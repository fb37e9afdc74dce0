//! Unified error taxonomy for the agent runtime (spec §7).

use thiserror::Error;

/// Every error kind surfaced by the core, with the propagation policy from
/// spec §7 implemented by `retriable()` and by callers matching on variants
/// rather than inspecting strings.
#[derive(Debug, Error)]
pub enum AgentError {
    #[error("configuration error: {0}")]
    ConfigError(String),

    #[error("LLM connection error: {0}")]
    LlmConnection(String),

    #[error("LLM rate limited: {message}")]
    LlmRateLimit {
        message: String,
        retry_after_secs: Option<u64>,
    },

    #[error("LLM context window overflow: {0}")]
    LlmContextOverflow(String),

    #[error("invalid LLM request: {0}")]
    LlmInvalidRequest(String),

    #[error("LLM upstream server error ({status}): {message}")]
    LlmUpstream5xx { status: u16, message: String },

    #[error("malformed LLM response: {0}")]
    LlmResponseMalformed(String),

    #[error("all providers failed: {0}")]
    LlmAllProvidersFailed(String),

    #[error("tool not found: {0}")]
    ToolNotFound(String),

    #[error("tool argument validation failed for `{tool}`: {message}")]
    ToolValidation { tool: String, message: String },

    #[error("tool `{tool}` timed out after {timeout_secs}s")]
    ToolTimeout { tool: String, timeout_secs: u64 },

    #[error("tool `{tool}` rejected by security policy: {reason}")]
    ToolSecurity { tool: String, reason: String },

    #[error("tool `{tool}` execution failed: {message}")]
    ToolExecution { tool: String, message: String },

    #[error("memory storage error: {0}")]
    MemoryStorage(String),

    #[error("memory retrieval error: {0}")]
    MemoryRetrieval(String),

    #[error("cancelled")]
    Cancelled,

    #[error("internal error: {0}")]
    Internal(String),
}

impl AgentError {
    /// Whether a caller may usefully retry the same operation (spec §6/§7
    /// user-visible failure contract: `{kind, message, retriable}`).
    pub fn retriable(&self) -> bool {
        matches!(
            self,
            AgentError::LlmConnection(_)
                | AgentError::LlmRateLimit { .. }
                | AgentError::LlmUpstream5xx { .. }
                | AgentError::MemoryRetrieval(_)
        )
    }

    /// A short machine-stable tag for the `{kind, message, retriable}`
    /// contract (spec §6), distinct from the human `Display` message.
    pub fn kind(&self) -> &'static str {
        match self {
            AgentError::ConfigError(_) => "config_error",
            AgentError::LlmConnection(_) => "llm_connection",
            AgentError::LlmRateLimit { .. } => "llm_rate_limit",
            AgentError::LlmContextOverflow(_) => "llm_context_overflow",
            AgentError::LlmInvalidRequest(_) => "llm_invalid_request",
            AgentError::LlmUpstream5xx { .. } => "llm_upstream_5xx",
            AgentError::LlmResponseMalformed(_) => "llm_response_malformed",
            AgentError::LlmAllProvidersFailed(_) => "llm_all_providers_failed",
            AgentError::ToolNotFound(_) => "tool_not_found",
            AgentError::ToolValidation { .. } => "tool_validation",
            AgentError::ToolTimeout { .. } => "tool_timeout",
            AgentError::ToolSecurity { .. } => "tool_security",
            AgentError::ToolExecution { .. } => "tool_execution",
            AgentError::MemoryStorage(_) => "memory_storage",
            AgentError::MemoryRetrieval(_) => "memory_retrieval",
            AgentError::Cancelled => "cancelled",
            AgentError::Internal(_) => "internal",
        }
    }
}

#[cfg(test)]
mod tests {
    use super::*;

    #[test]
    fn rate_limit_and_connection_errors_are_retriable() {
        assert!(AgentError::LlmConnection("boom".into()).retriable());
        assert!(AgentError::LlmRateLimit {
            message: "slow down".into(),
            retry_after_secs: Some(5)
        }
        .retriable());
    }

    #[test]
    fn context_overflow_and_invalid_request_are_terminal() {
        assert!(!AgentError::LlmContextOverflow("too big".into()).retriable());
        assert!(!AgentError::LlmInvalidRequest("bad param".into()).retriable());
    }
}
——————
The problem: In the material above, each line with the word "ToolTimeout" should be copied.

Answer to this problem:
    ToolTimeout { tool: String, timeout_secs: u64 },
            AgentError::ToolTimeout { .. } => "tool_timeout",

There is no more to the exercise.